Chapter 11 Amber

AMBER

Ikeep telling myself these aren’t dates.

They’re meetings. Check-ins. A truce held together by bourbon and mutual distrust. I refuse to call them anything else, even in my own head.

Still.

I find myself watching the clock at work. Not in a hopeful way. In a vigilant way. Like if I don’t keep an eye on time, it might slip past me and I’ll miss something important.

The pub is always the same when I get there. Dim lights. Sticky tables. The same bartender who never remembers my name but remembers my drink. Giovanni is usually already seated, back to the wall, jacket draped over the chair beside him like he owns the place without needing to prove it.

He never waves me over.

He doesn’t have to.

At the pub, the nights blur together.

“You always sit with your back to the wall,” I say one evening, nodding at his chair.

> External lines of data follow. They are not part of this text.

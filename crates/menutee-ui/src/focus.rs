//! Selection focus shared by every menu in a scene.
//!
//! [`FocusManager`] is the single nullable "currently selected element" slot.
//! Menus read and write it when panels change; the manager's input pass moves
//! it along each element's navigation links.
//!
//! # How focus works
//!
//! 1. The generator **registers** every selectable widget it creates and gives
//!    it a [`Navigation`] (explicit links or automatic).
//! 2. Panels **enable** their elements when shown and disable them when hidden.
//!    Only enabled, registered elements are *live*; disabling the focused
//!    element clears focus.
//! 3. [`FocusManager::navigate`] follows the focused element's link in a
//!    direction, skipping over elements that are not live.

use std::cell::RefCell;
use std::collections::{HashMap, HashSet};
use std::rc::Rc;
use std::sync::atomic::{AtomicU64, Ordering};

static NEXT_ELEMENT_ID: AtomicU64 = AtomicU64::new(1);

/// Shared handle to the scene's focus slot.
pub type SharedFocus = Rc<RefCell<FocusManager>>;

// ── ElementId ─────────────────────────────────────────────────────────────

/// Unique identifier for a selectable element.
///
/// Allocated once per live widget via [`ElementId::new()`].
#[derive(Debug, Copy, Clone, Eq, PartialEq, Hash)]
pub struct ElementId(u64);

impl ElementId {
    /// Allocate a new, globally unique `ElementId`.
    pub fn new() -> Self {
        ElementId(NEXT_ELEMENT_ID.fetch_add(1, Ordering::Relaxed))
    }
}

impl Default for ElementId {
    fn default() -> Self {
        Self::new()
    }
}

// ── MoveDirection ─────────────────────────────────────────────────────────

#[derive(Debug, Copy, Clone, Eq, PartialEq, Hash)]
pub enum MoveDirection {
    Up,
    Down,
    Left,
    Right,
}

impl MoveDirection {
    /// The dominant direction of a stick/arrow reading, if either axis is
    /// past `threshold`. `y` is positive up.
    pub fn from_axes(x: f32, y: f32, threshold: f32) -> Option<Self> {
        let (ax, ay) = (x.abs(), y.abs());
        if ax <= threshold && ay <= threshold {
            return None;
        }
        Some(if ax >= ay {
            if x > 0.0 { MoveDirection::Right } else { MoveDirection::Left }
        } else if y > 0.0 {
            MoveDirection::Up
        } else {
            MoveDirection::Down
        })
    }

    pub fn is_vertical(self) -> bool {
        matches!(self, MoveDirection::Up | MoveDirection::Down)
    }
}

// ── Navigation ────────────────────────────────────────────────────────────

/// Explicit neighbours of an element.
#[derive(Debug, Copy, Clone, Default, Eq, PartialEq)]
pub struct NavLinks {
    pub up: Option<ElementId>,
    pub down: Option<ElementId>,
    pub left: Option<ElementId>,
    pub right: Option<ElementId>,
}

impl NavLinks {
    pub fn up(mut self, v: ElementId) -> Self { self.up = Some(v); self }
    pub fn down(mut self, v: ElementId) -> Self { self.down = Some(v); self }
    pub fn left(mut self, v: ElementId) -> Self { self.left = Some(v); self }
    pub fn right(mut self, v: ElementId) -> Self { self.right = Some(v); self }

    pub fn get(&self, dir: MoveDirection) -> Option<ElementId> {
        match dir {
            MoveDirection::Up => self.up,
            MoveDirection::Down => self.down,
            MoveDirection::Left => self.left,
            MoveDirection::Right => self.right,
        }
    }
}

/// How an element finds its neighbour.
#[derive(Debug, Copy, Clone, Eq, PartialEq)]
pub enum Navigation {
    /// Follow these links only.
    Explicit(NavLinks),
    /// Registration order among live elements: up/left go back, down/right go
    /// forward. Crude, but it is what the host would guess without layout.
    Automatic,
}

impl Default for Navigation {
    fn default() -> Self {
        Navigation::Explicit(NavLinks::default())
    }
}

// ── FocusManager ──────────────────────────────────────────────────────────

pub struct FocusManager {
    focused: Option<ElementId>,
    /// Registration order, used by [`Navigation::Automatic`].
    order: Vec<ElementId>,
    navigation: HashMap<ElementId, Navigation>,
    enabled: HashSet<ElementId>,
}

impl FocusManager {
    pub fn new() -> Self {
        Self {
            focused: None,
            order: Vec::new(),
            navigation: HashMap::new(),
            enabled: HashSet::new(),
        }
    }

    pub fn shared(self) -> SharedFocus {
        Rc::new(RefCell::new(self))
    }

    #[inline]
    pub fn current(&self) -> Option<ElementId> {
        self.focused
    }

    #[inline]
    pub fn is_focused(&self, id: ElementId) -> bool {
        self.focused == Some(id)
    }

    /// Sets focus. A dead element cannot take focus; the slot is cleared instead.
    pub fn set_current(&mut self, id: Option<ElementId>) {
        self.focused = match id {
            Some(id) if self.is_live(id) => Some(id),
            Some(id) => {
                log::debug!("focus request for inactive element {id:?} dropped");
                None
            }
            None => None,
        };
    }

    #[inline]
    pub fn clear(&mut self) {
        self.focused = None;
    }

    // ── registration ──────────────────────────────────────────────────────

    /// Registers `id` (disabled, no links). Re-registering is a no-op.
    pub fn register(&mut self, id: ElementId) {
        if !self.navigation.contains_key(&id) {
            self.order.push(id);
            self.navigation.insert(id, Navigation::default());
        }
    }

    pub fn unregister(&mut self, id: ElementId) {
        self.order.retain(|&x| x != id);
        self.navigation.remove(&id);
        self.enabled.remove(&id);
        if self.focused == Some(id) {
            self.focused = None;
        }
    }

    pub fn is_registered(&self, id: ElementId) -> bool {
        self.navigation.contains_key(&id)
    }

    pub fn set_enabled(&mut self, id: ElementId, enabled: bool) {
        if !self.is_registered(id) {
            return;
        }
        if enabled {
            self.enabled.insert(id);
        } else {
            self.enabled.remove(&id);
            if self.focused == Some(id) {
                self.focused = None;
            }
        }
    }

    /// Registered and enabled.
    pub fn is_live(&self, id: ElementId) -> bool {
        self.enabled.contains(&id) && self.is_registered(id)
    }

    // ── navigation ────────────────────────────────────────────────────────

    pub fn set_navigation(&mut self, id: ElementId, nav: Navigation) {
        if let Some(slot) = self.navigation.get_mut(&id) {
            *slot = nav;
        }
    }

    pub fn navigation(&self, id: ElementId) -> Option<Navigation> {
        self.navigation.get(&id).copied()
    }

    /// Sets explicit links for `id`.
    pub fn set_links(&mut self, id: ElementId, links: NavLinks) {
        self.set_navigation(id, Navigation::Explicit(links));
    }

    /// The live neighbour of `from` in `dir`, if any.
    ///
    /// Explicit links skip over dead elements by following their links in the
    /// same direction. Cycles terminate.
    pub fn neighbour(&self, from: ElementId, dir: MoveDirection) -> Option<ElementId> {
        let mut visited = HashSet::new();
        let mut cursor = from;
        loop {
            if !visited.insert(cursor) {
                return None;
            }
            let next = match self.navigation.get(&cursor)? {
                Navigation::Explicit(links) => links.get(dir)?,
                Navigation::Automatic => return self.automatic_neighbour(cursor, dir),
            };
            if next == from {
                return None;
            }
            if self.is_live(next) {
                return Some(next);
            }
            cursor = next;
        }
    }

    /// Moves focus one step in `dir`. Returns the new focus if it moved.
    pub fn navigate(&mut self, dir: MoveDirection) -> Option<ElementId> {
        let from = self.focused?;
        let next = self.neighbour(from, dir)?;
        self.focused = Some(next);
        Some(next)
    }

    fn automatic_neighbour(&self, from: ElementId, dir: MoveDirection) -> Option<ElementId> {
        let live: Vec<ElementId> = self.order.iter().copied().filter(|&id| self.is_live(id)).collect();
        let i = live.iter().position(|&x| x == from)?;
        match dir {
            MoveDirection::Up | MoveDirection::Left => i.checked_sub(1).map(|j| live[j]),
            MoveDirection::Down | MoveDirection::Right => live.get(i + 1).copied(),
        }
    }
}

impl Default for FocusManager {
    fn default() -> Self {
        Self::new()
    }
}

“Habit,” Giovanni replies.

“From what?”

“From living long enough to keep it.”

Another night, I gesture toward the jukebox crackling in the corner. “If I have to hear this song one more time, I’m smashing it.”

“You won’t,” he says.

“And how do you know that?”

“Because I own the place.”

I know I should be shocked, but we are way past that. He’s a mafia Don, after all.

The bartender slams our drinks down one night, liquid sloshing over the rim, and I swear Giovanni nearly slams him into the table.

I take over before he can. “You’re watering these down,” I say.

“They’re fine,” the bartender mutters.

“They’re not.” I smile. “Make us new ones. And don’t ever try to swindle a colleague again.”

“Look, Miss—”

That’s when Giovanni’s face goes dark. His hand slams on the table and his ring catches what dim light there is to catch. “The lady said to make them again.” He doesn’t rise from his seat, but his tone is hard enough to bruise. “Make. Them. Again.”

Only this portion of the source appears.